Bis 1950 wurden die unzerstörten Teile des Gebäudekomplexes am Münchner Platz von den Sowjetischen Militärtribunalen für justitielle Zwecke genutzt. Hierbei fanden neben den alliierten Rechtsgrundlagen zur Bestrafung von Kriegsverbrechern sowie NS- Verbrechen, die das Kontrollratsgesetz Nr. 10 vom 20.12.1945 darstellte, hauptsächlich sowjetische Gesetze und Befehle Anwendung, wie beispielsweise die „Verordnung des Obersten Sowjets vom 19. April 1943 (Ukaz 43) oder der Artikel 58 des sowjetischen Strafgesetzbuches“[107], der seit 1927 die alleinige Grundlage für die „Ahndung von ‚konterrevolutionären’ Verbrechen“[108] bildete. Ein Drittel der Verfahren, die gegen Deutsche geführt wurden, beschäftigten sich mit „angeblicher oder tatsächlicher Spionage, illegaler Gruppenbildung, antisowjetischer Propaganda, Sabotage oder zum kleinen Teil [mit] kriminellen Delikten“[109]. Die damit zusammenhängenden Verbrechen sind als Reaktionen der Opposition und des Widerstandes gegen die politische Entwicklung in der Sowjetischen Besatzungszone (SBZ) und der frühen DDR anzusehen. Durch den Befehl Nr. 00315 hatte auch der Gerichts- und Haftanstaltskomplex am Münchner Platz die Funktion eines Durchgangs- und Untersuchungsgefängnisses erhalten. Die zumeist ohne Angabe von Gründen Verhafteten bildeten für das Jahr 1945 das Hauptkontingent der Häftlinge im Gefängnis Münchner Platz und sind hier ersten Verhören unterzogen worden, bevor entschieden wurde, ob sie an die Speziallager Mühlberg oder Bautzen überstellt oder ein förmliches Ermittlungsverfahren mit dem Ziel eines Gerichtsurteils eingeleitet werden sollte. Von den Speziallagern aus, ging es dann oftmals in die Arbeitslager in der Sowjetunion.

 

Das sowjetische Militärtribunal, welches am Münchner Platz seine Tätigkeit aufnahm, verurteilte zum einen wegen Kriegsverbrechen und Verbrechen gegen die Menschlichkeit und zum anderen aufgrund antisowjetischer Haltungen.
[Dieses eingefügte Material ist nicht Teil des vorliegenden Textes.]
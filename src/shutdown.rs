//! Graceful shutdown coordinator.
//!
//! The first SIGINT / SIGTERM / SIGHUP cancels the run token: the scheduler
//! stops launching transfers, lets in-flight ones finish, and the driver
//! reports the cursor to resume from. A second signal force-exits.

use std::sync::atomic::{AtomicU32, Ordering};
use std::sync::Arc;

use anyhow::Context;
use tokio_util::sync::CancellationToken;

/// Exit code used when a second signal interrupts draining.
const FORCE_EXIT_CODE: i32 = 130;

/// Install signal listeners and return the token they cancel.
pub(crate) fn install_signal_handler() -> anyhow::Result<CancellationToken> {
    let token = CancellationToken::new();
    let signals_seen = Arc::new(AtomicU32::new(0));

    #[cfg(unix)]
    let (mut sigterm, mut sighup) = {
        use tokio::signal::unix::{signal, SignalKind};
        (
            signal(SignalKind::terminate()).context("registering SIGTERM handler")?,
            signal(SignalKind::hangup()).context("registering SIGHUP handler")?,
        )
    };

    let handler_token = token.clone();
    tokio::spawn(async move {
        loop {
            #[cfg(unix)]
            {
                tokio::select! {
                    _ = tokio::signal::ctrl_c() => {}
                    _ = sigterm.recv() => {}
                    _ = sighup.recv() => {}
                }
            }

            #[cfg(not(unix))]
            {
                if let Err(e) = tokio::signal::ctrl_c().await {
                    tracing::error!("Failed to listen for Ctrl+C: {}", e);
                    return;
                }
            }

            if signals_seen.fetch_add(1, Ordering::SeqCst) == 0 {
                tracing::info!(
                    "Shutdown requested: no new transfers will start, waiting for in-flight ones"
                );
                tracing::info!("Send the signal again to abort immediately");
                handler_token.cancel();
            } else {
                tracing::warn!("Second shutdown signal, aborting in-flight transfers");
                std::process::exit(FORCE_EXIT_CODE);
            }
        }
    });

    Ok(token)
}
Die Verfahren wegen der erstgenannten Verbrechen fanden vor allem gegen leitendes Anstaltspersonal der Heilanstalt Pirna- Sonnenstein, gegen Richter und Staatsanwälte des Dresdner Landgerichtes sowie gegen Angehörige der SA und Wachpersonal statt.

 

Mit der Zeit nahmen jedoch die Verfahren bezüglich antisowjetischer Einstellungen rapide zu. Die Verhandlungen über solche Verbrechen dauerten oft nicht...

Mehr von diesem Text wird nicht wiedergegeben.